**Work item:** Select every line containing the word "Writer" from the material, and copy those lines.
□ □ □ □
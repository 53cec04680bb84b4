//! `InstanceScope`: the dynamic-scoping frame the interpreter threads
//! through every opcode.
//!
//! Rather than build an owned, heap-allocated parent chain, a scope
//! borrows its parent for the lifetime of the recursive `exec` call that
//! is rendering the enclosing `ST`: scopes are passed explicitly down
//! every VM operation rather than threaded through thread-local state.
//! The Rust call stack itself mirrors an explicit scope-object chain,
//! since each nested template render is a nested call to `exec`.

use std::cell::Cell;

use crate::template::ST;

pub struct InstanceScope<'a> {
    pub parent: Option<&'a InstanceScope<'a>>,
    pub st: &'a ST,
    pub ip: Cell<u16>,
}

impl<'a> InstanceScope<'a> {
    pub fn root(st: &'a ST) -> Self {
        Self { parent: None, st, ip: Cell::new(0) }
    }

    pub fn child(&'a self, st: &'a ST) -> Self {
        Self { parent: Some(self), st, ip: Cell::new(0) }
    }

    /// Walks `self` then every ancestor looking for a formal argument
    /// named `name`, returning its bound value (or `Value::Null` for an
    /// unset-but-declared slot). `None` means no scope in the chain
    /// declares this name at all.
    pub fn lookup(&self, name: &str) -> Option<crate::value::Value> {
        let mut scope = self;
        loop {
            if let Some(idx) = scope.st.find_local(name) {
                return Some(scope.st.slot(idx));
            }
            match scope.parent {
                Some(p) => scope = p,
                None => return None,
            }
        }
    }
}

#[cfg(test)]
mod tests {
    use super::*;
    use crate::group::Group;
    use crate::value::Value;
    use std::rc::Rc;

    fn one_arg_st(name: &str) -> ST {
        let group = Group::from_string("").unwrap();
        let mut compiled = st_bytecode::CompiledST::new("t", "/", "");
        compiled.add_arg(st_bytecode::FormalArgument::new(name, 0, st_core::Span::default()));
        ST::new(Rc::new(compiled), group.clone(), group)
    }

    #[test]
    fn lookup_falls_back_to_parent_scope() {
        let outer = one_arg_st("it");
        outer.add("it", Value::str("outer-value"));
        let inner = one_arg_st("other");
        let outer_scope = InstanceScope::root(&outer);
        let inner_scope = outer_scope.child(&inner);
        assert!(matches!(inner_scope.lookup("it"), Some(Value::Str(s)) if &*s == "outer-value"));
    }

    #[test]
    fn lookup_prefers_innermost_binding() {
        let outer = one_arg_st("it");
        outer.add("it", Value::str("outer"));
        let inner = one_arg_st("it");
        inner.add("it", Value::str("inner"));
        let outer_scope = InstanceScope::root(&outer);
        let inner_scope = outer_scope.child(&inner);
        assert!(matches!(inner_scope.lookup("it"), Some(Value::Str(s)) if &*s == "inner"));
    }
}
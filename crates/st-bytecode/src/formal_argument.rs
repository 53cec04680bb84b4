//! Declared formal arguments of a template.

use st_core::Span;

/// How a formal argument's default value was written, if at all.
///
/// Defaults are lazy: an `ANONYMOUS_TEMPLATE` default is itself a compiled
/// sub-template evaluated only the first time the argument is read and
/// found unbound.
#[derive(Clone, Debug, PartialEq)]
pub enum DefaultValue {
    None,
    /// `{...}` — a nested template, named `<name>_default_value` and
    /// compiled alongside its owner.
    AnonymousTemplate,
    /// A quoted string literal, unquoted at compile time.
    Str(String),
    /// `[]` — always the empty list.
    EmptyList,
    Bool(bool),
}

#[derive(Clone, Debug, PartialEq)]
pub struct FormalArgument {
    pub name: String,
    pub index: usize,
    pub default: DefaultValue,
    pub span: Span,
}

impl FormalArgument {
    pub fn new(name: impl Into<String>, index: usize, span: Span) -> Self {
        Self { name: name.into(), index, default: DefaultValue::None, span }
    }

    pub fn has_default(&self) -> bool {
        !matches!(self.default, DefaultValue::None)
    }
}
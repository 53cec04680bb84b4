//! Recursive-descent parser over the token stream produced by [`Lexer`].
//!
//! One `Vec<Chunk>` shape serves both a whole template body and a
//! sub-template body (see `ast::Chunk`); `parse_chunks_until` is the single
//! routine both entry points share, parameterized by what signals "body is
//! done" (`Eof`, an upcoming `else`/`elseif`/`endif`, or a closing `}`).

use std::collections::VecDeque;

use st_core::{ErrorKind, Span};

use crate::ast::{Arg, BuiltinFunc, Chunk, Expr, ExprStmt, IfStmt, Options, SubTemplate, TemplateRef};
use crate::lexer::{Lexer, TokKind, Token};

#[derive(Clone, Copy, PartialEq, Eq)]
enum ChunkStop {
    TopLevel,
    ElseFamily,
    SubBody,
}

pub struct Parser<'a> {
    lexer: Lexer<'a>,
    queue: VecDeque<Token>,
    pub errors: Vec<ErrorKind>,
}

/// Parses a whole template body (top-level, stops at end of input).
pub fn parse_template_body(src: &str, delim_start: char, delim_stop: char) -> (Vec<Chunk>, Vec<ErrorKind>) {
    let mut p = Parser::new(Lexer::new(src, delim_start, delim_stop));
    let chunks = p.parse_chunks_until(ChunkStop::TopLevel);
    (chunks, p.into_errors())
}

/// Parses a `{args | body}` default value whose outer braces a group-file
/// parser has already stripped, e.g. the right-hand side of
/// `greet(x={<x> there})`.
pub fn parse_subtemplate_literal(text: &str, delim_start: char, delim_stop: char) -> (SubTemplate, Vec<ErrorKind>) {
    let mut p = Parser::new(Lexer::new_for_inside(text, delim_start, delim_stop));
    let params = p.lexer.try_enter_subtemplate();
    let body = p.parse_chunks_until(ChunkStop::SubBody);
    let span = Span::new(0, text.len() as u32);
    (SubTemplate { params, body, span }, p.into_errors())
}
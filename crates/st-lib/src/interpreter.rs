//! The stack-based bytecode interpreter.
//!
//! `exec` walks one `CompiledST`'s instruction stream, maintaining an
//! operand stack of [`Slot`]s and threading an [`InstanceScope`] through
//! every nested template it constructs along the way — the Rust call
//! stack mirrors an explicit scope-object chain, since rendering a
//! nested `Value::Template` is itself a recursive `exec` call (see
//! `scope.rs`).
//!
//! `OPTIONS`/`ARGS` push a mutable record onto the operand stack; each
//! following `STORE_OPTION`/`STORE_ARG` pops the value just computed and
//! mutates the record now exposed at the new stack top, rather than
//! popping it. A plain `Vec<Value>` stack has no way to express "mutate
//! the thing beneath the top", so the stack here holds the richer [`Slot`]
//! enum instead.

use std::fmt;
use std::rc::Rc;

use indexmap::IndexMap;
use st_bytecode::{decode_at, CompiledST, DefaultValue, Opcode};
use st_core::{ErrorKind, StringSym};
use st_vm::Writer;

use crate::group::Group;
use crate::renderer::RenderKind;
use crate::scope::InstanceScope;
use crate::template::ST;
use crate::value::{HostObject, Value};

/// Upper bound on instructions interpreted across one `render` call,
/// independent of how deeply templates recurse into one another — a
/// supplemental safety valve for a stack machine a cyclic `super.t()`
/// chain or a self-referential map could otherwise run forever.
const DEFAULT_MAX_STEPS: u64 = 2_000_000;

#[derive(Default)]
struct OptionsRecord {
    anchor: Option<Value>,
    format: Option<Value>,
    null: Option<Value>,
    separator: Option<Value>,
    wrap: Option<Value>,
}

#[derive(Default)]
struct ArgsRecord {
    named: IndexMap<String, Value>,
    passthrough: bool,
}

enum Slot {
    Val(Value),
    Opts(OptionsRecord),
    Args(ArgsRecord),
}

impl Slot {
    fn into_val(self) -> Value {
        match self {
            Slot::Val(v) => v,
            _ => panic!("interpreter stack corruption: expected a value slot"),
        }
    }
}

/// A single `(name, args)` map target, as pushed by `compile_map_target`.
struct MapTarget {
    name: String,
    args: Option<ArgsRecord>,
}

/// Walks a `CompiledST`'s bytecode against a dynamic-scoping chain of
/// `ST` instances, writing rendered text through a `st_vm::Writer`.
pub struct Interpreter {
    max_steps: Option<u64>,
}

impl Default for Interpreter {
    fn default() -> Self {
        Self::new()
    }
}
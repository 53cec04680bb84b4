//! Parses `--attr name=value` command-line bindings into attribute adds on
//! a live `ST` instance.
//!
//! `name=text` binds a plain string. `name=@path.json` loads `path.json`
//! and binds it by shape: a JSON object becomes an aggregate (`add_aggr`),
//! a JSON array becomes a multi-valued attribute (one `add` per element,
//! StringTemplate's own rule for repeated `add` calls), and any other JSON
//! scalar binds directly.

use st_lib::{Value, ST};

pub fn apply_attr(st: &ST, raw: &str) -> Result<(), String> {
    let (name, value) = raw.split_once('=').ok_or_else(|| format!("malformed --attr, expected name=value: {raw}"))?;
    if let Some(path) = value.strip_prefix('@') {
        let text = std::fs::read_to_string(path).map_err(|e| format!("{path}: {e}"))?;
        let json: serde_json::Value = serde_json::from_str(&text).map_err(|e| format!("{path}: {e}"))?;
        bind_json(st, name, json);
    } else {
        st.add(name, value);
    }
    Ok(())
}

fn bind_json(st: &ST, name: &str, json: serde_json::Value) {
    match json {
        serde_json::Value::Object(map) => {
            let fields: Vec<String> = map.keys().cloned().collect();
            let field_refs: Vec<&str> = fields.iter().map(String::as_str).collect();
            let values: Vec<Value> = map.into_values().map(json_to_value).collect();
            st.add_aggr(name, &field_refs, values);
        }
        serde_json::Value::Array(items) => {
            for item in items {
                st.add(name, json_to_value(item));
            }
        }
        scalar => {
            st.add(name, json_to_value(scalar));
        }
    }
}

fn json_to_value(json: serde_json::Value) -> Value {
    match json {
        serde_json::Value::Null => Value::Null,
        serde_json::Value::Bool(b) => Value::Bool(b),
        serde_json::Value::Number(n) => {
            if let Some(i) = n.as_i64() {
                Value::Int(i)
            } else {
                Value::Float(n.as_f64().unwrap_or(0.0))
            }
        }
        serde_json::Value::String(s) => Value::str(s),
        serde_json::Value::Array(items) => Value::list(items.into_iter().map(json_to_value).collect()),
        serde_json::Value::Object(map) => {
            let mut aggregate = st_lib::Aggregate::new();
            for (k, v) in map {
                aggregate.set(k, json_to_value(v));
            }
            Value::Aggregate(std::rc::Rc::new(aggregate))
        }
    }
}

#[cfg(test)]
mod tests {
    use super::*;
    use st_lib::Group;

    fn new_st(body: &str) -> ST {
        let group = Group::from_string(format!(r#"t(x) ::= "{body}""#)).unwrap();
        group.get_instance_of("/t").unwrap()
    }

    #[test]
    fn plain_attr_binds_a_string() {
        let st = new_st("<x>");
        apply_attr(&st, "x=Ada").unwrap();
        assert_eq!(st.render(), "Ada");
    }

    #[test]
    fn malformed_attr_without_equals_sign_is_an_error() {
        let st = new_st("<x>");
        assert!(apply_attr(&st, "no-equals-sign").is_err());
    }

    #[test]
    fn json_array_binds_as_a_multi_valued_attribute() {
        let st = Group::from_string(r#"t(xs) ::= "<xs; separator=",">""#).unwrap().get_instance_of("/t").unwrap();
        bind_json(&st, "xs", serde_json::json!(["a", "b", "c"]));
        assert_eq!(st.render(), "a,b,c");
    }

    #[test]
    fn json_object_binds_as_an_aggregate() {
        let st = Group::from_string(r#"t(person) ::= "<person.name> is <person.age>""#).unwrap().get_instance_of("/t").unwrap();
        bind_json(&st, "person", serde_json::json!({"name": "Ada", "age": 36}));
        assert_eq!(st.render(), "Ada is 36");
    }

    #[test]
    fn json_scalar_binds_directly() {
        let st = new_st("<x>");
        bind_json(&st, "x", serde_json::json!(42));
        assert_eq!(st.render(), "42");
    }
}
□ □ □ □
**Reply:**
use st_vm::Writer;
/// `ST` instances, writing rendered text through a `st_vm::Writer`.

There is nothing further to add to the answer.